Chefe das Nações Unidas para direitos humanos, Navi Pillay apela pelo fim da violência sexual contra mulheres manifestantes, atos ilegais de retaliação e prisões arbitrárias.

Alta comissária da ONU para os direitos humanos, Navi Pillay. Foto: ONU/Jean-Marc Ferré
A chefe da ONU para os direitos humanos, Navi Pillay, pediu nesta sexta-feira (5) que o Egito garanta calma e proteção aos direitos humanos durante este período “delicado”. A alta comissária destacou a necessidade de diálogo para o restabelecimento pacífico do Estado de Direito e da autoridade civil.
Na quarta-feira (3), o Exército, que havia dado aos partidos de oposição 48 horas para solucionares as diferenças, depôs o presidente Mohamed Morsi, suspendeu a Constituição e abriu caminho para um governo interino em meio a protestos em massa.
Pillay expressou apoio a todos os egípcios que se esforçam por um estado que salvaguarde os direitos humanos e as liberdades, garantindo respeito ao Estado de Direito.
“Os protestos em massa ao longo das últimas semanas foram uma indicação muito clara de que os egípcios querem que seus direitos fundamentais sejam honrados”, declarou.

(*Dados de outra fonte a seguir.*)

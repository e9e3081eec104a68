//! Top-level navigation state.
//!
//! [`Router`] is an explicit value holding the current [`View`], the selected
//! guide and the search/filter inputs. Renderers read it; nothing else holds
//! navigation state.

use crate::catalog::{Catalog, Category, EmergencyGuide};

/// Guides shown on the home screen when no search is active.
pub const HOME_GUIDE_LIMIT: usize = 6;

/// Sub-tab of the plan screen.
#[derive(Debug, Clone, Copy, Default, PartialEq, Eq)]
pub enum PlanTab {
    /// The annotated floor plan.
    #[default]
    Plan,
    /// Recurring drills.
    Drills,
}

/// Sub-tab of the kit screen.
#[derive(Debug, Clone, Copy, Default, PartialEq, Eq)]
pub enum KitTab {
    /// Supply inventory.
    #[default]
    Inventory,
    /// Family members and contacts.
    Family,
}

/// A screen.
#[derive(Debug, Clone, Copy, Default, PartialEq, Eq)]
pub enum View {
    /// Dashboard with search and the most common guides.
    #[default]
    Home,
    /// Every guide, filterable by category.
    GuideList,
    /// One guide. Which one is [`Router::selected_guide_id`].
    GuideDetail,
    /// Sensor and signalling tools.
    Tools,
    /// Escape plan and drills.
    Plan(PlanTab),
    /// Supplies and family.
    Kit(KitTab),
}

/// Navigation and search state.
#[derive(Debug, Clone, Default, PartialEq, Eq)]
pub struct Router {
    view: View,
    selected_guide: Option<&'static str>,
    search: String,
    category: Option<Category>,
}

impl Router {
    /// Start on the home screen with no search.
    #[must_use]
    pub fn new() -> Self {
        Self::default()
    }

    /// The current screen.
    #[must_use]
    pub fn view(&self) -> View {
        self.view
    }

    /// Switch to `view`.
    ///
    /// Switching to [`View::GuideDetail`] without a selected guide is ignored.
    pub fn navigate(&mut self, view: View) {
        if view == View::GuideDetail && self.selected_guide.is_none() {
            return;
        }
        self.view = view;
    }

    /// Select guide `id` and show it. Unknown ids are ignored.
    pub fn open_guide(&mut self, catalog: &Catalog, id: &str) -> bool {
        let Some(guide) = catalog.get(id) else {
            return false;
        };
        self.selected_guide = Some(guide.id);
        self.view = View::GuideDetail;
        true
    }

    /// Leave the current screen for home.
    ///
    /// Returns `false` if already home.
    pub fn back(&mut self) -> bool {
        if self.view == View::Home {
            return false;
        }
        self.view = View::Home;
        true
    }

    /// Id of the selected guide.
    #[must_use]
    pub fn selected_guide_id(&self) -> Option<&'static str> {
        self.selected_guide
    }

    /// The selected guide.
    #[must_use]
    pub fn selected_guide(&self, catalog: &Catalog) -> Option<&'static EmergencyGuide> {
        self.selected_guide.and_then(|id| catalog.get(id))
    }

    /// Current search text.
    #[must_use]
    pub fn search(&self) -> &str {
        &self.search
    }

    /// Replace the search text.
    pub fn set_search(&mut self, text: impl Into<String>) {
        self.search = text.into();
    }

    /// Current category filter; `None` means all categories.
    #[must_use]
    pub fn category(&self) -> Option<Category> {
        self.category
    }

    /// Replace the category filter.
    pub fn set_category(&mut self, category: Option<Category>) {
        self.category = category;
    }

    /// Whether a search is active.
    #[must_use]
    pub fn is_searching(&self) -> bool {
        !self.search.trim().is_empty()
    }

    /// Guides to list on the current screen.
    ///
    /// Home without a search shows only the first few guides; everywhere else
    /// the full filtered list is shown.
    #[must_use]
    pub fn visible_guides(&self, catalog: &Catalog) -> Vec<&'static EmergencyGuide> {
        let mut guides = catalog.filter(&self.search, self.category);
        if self.view == View::Home && !self.is_searching() {
            guides.truncate(HOME_GUIDE_LIMIT);
        }
        guides
    }

    /// Whether the home screen shows its shortcut buttons.
    #[must_use]
    pub fn shows_quick_actions(&self) -> bool {
        self.view == View::Home && !self.is_searching()
    }

    /// Whether the bottom tab bar is shown.
    #[must_use]
    pub fn shows_tab_bar(&self) -> bool {
        self.view != View::GuideDetail
    }
}

#[cfg(test)]
mod tests {
    use super::*;

    #[test]
    fn test_starts_home() {
        let router = Router::new();
        assert_eq!(router.view(), View::Home);
        assert!(router.shows_tab_bar());
        assert!(router.shows_quick_actions());
    }

    #[test]
    fn test_open_guide_and_back() {
        let catalog = Catalog::builtin();
        let mut router = Router::new();
        router.navigate(View::GuideList);

        assert!(router.open_guide(&catalog, "fire"));
        assert_eq!(router.view(), View::GuideDetail);
        assert_eq!(router.selected_guide(&catalog).unwrap().id, "fire");
        assert!(!router.shows_tab_bar());

        assert!(router.back());
        assert_eq!(router.view(), View::Home);
        assert!(!router.back());
    }

    #[test]
    fn test_unknown_guide_is_ignored() {
        let catalog = Catalog::builtin();
        let mut router = Router::new();
        assert!(!router.open_guide(&catalog, "zombies"));
        assert_eq!(router.view(), View::Home);
        assert!(router.selected_guide_id().is_none());
    }

    #[test]
    fn test_detail_needs_selection() {
        let mut router = Router::new();
        router.navigate(View::GuideDetail);
        assert_eq!(router.view(), View::Home);
    }

    #[test]
    fn test_home_limits_guides_without_search() {
        let catalog = Catalog::builtin();
        let mut router = Router::new();
        assert_eq!(router.visible_guides(&catalog).len(), HOME_GUIDE_LIMIT);

        router.navigate(View::GuideList);
        assert_eq!(router.visible_guides(&catalog).len(), catalog.len());
    }

    #[test]
    fn test_search_lifts_home_limit() {
        let catalog = Catalog::builtin();
        let mut router = Router::new();
        router.set_search("e");

        assert!(router.is_searching());
        assert!(!router.shows_quick_actions());
        assert_eq!(
            router.visible_guides(&catalog).len(),
            catalog.filter("e", None).len()
        );
    }

    #[test]
    fn test_category_filter() {
        let catalog = Catalog::builtin();
        let mut router = Router::new();
        router.navigate(View::GuideList);
        router.set_category(Some(Category::Survival));

        let ids: Vec<_> = router.visible_guides(&catalog).iter().map(|g| g.id).collect();
        assert_eq!(ids, vec!["snake"]);
    }

    #[test]
    fn test_sub_tabs() {
        let mut router = Router::new();
        router.navigate(View::Plan(PlanTab::Drills));
        assert_eq!(router.view(), View::Plan(PlanTab::Drills));
        router.navigate(View::Kit(KitTab::default()));
        assert_eq!(router.view(), View::Kit(KitTab::Inventory));
        assert!(router.shows_tab_bar());
    }
}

“O país ainda não conseguiu aproveitar a oportunidade de responder às aspirações de todos os seus cidadãos e avançar rumo a uma sociedade realmente tolerante e inclusiva, baseada nas normas de direitos humanos e no Estado de Direito”, avaliou.
O Egito passa por uma transição democrática após a derrupada do presidente Hosni Mubarak, dois anos atrás, em protestos similares aos que aconteceram em outras partes do Oriente Médio e Norte da África, conhecidos como “Primaver Árabe”.
Pillay enfatizou que as liberdades de expressão e reunião são reconhecidas internacionalmente como direitos humanos.
A alta comissária demonstrou preocupação com os relatos de detenção generalizada de líderes da Irmandade Muçulmana.
“Não deve haver mais violência, prisão arbitrária, atos ilegais de retaliação. Medidas sérias devem ser tomadas para impedir e investigar a consternante – e muitas vezes aparentemente organizada – violência sexual dirigida às mulheres manifestantes”, disse Pillay.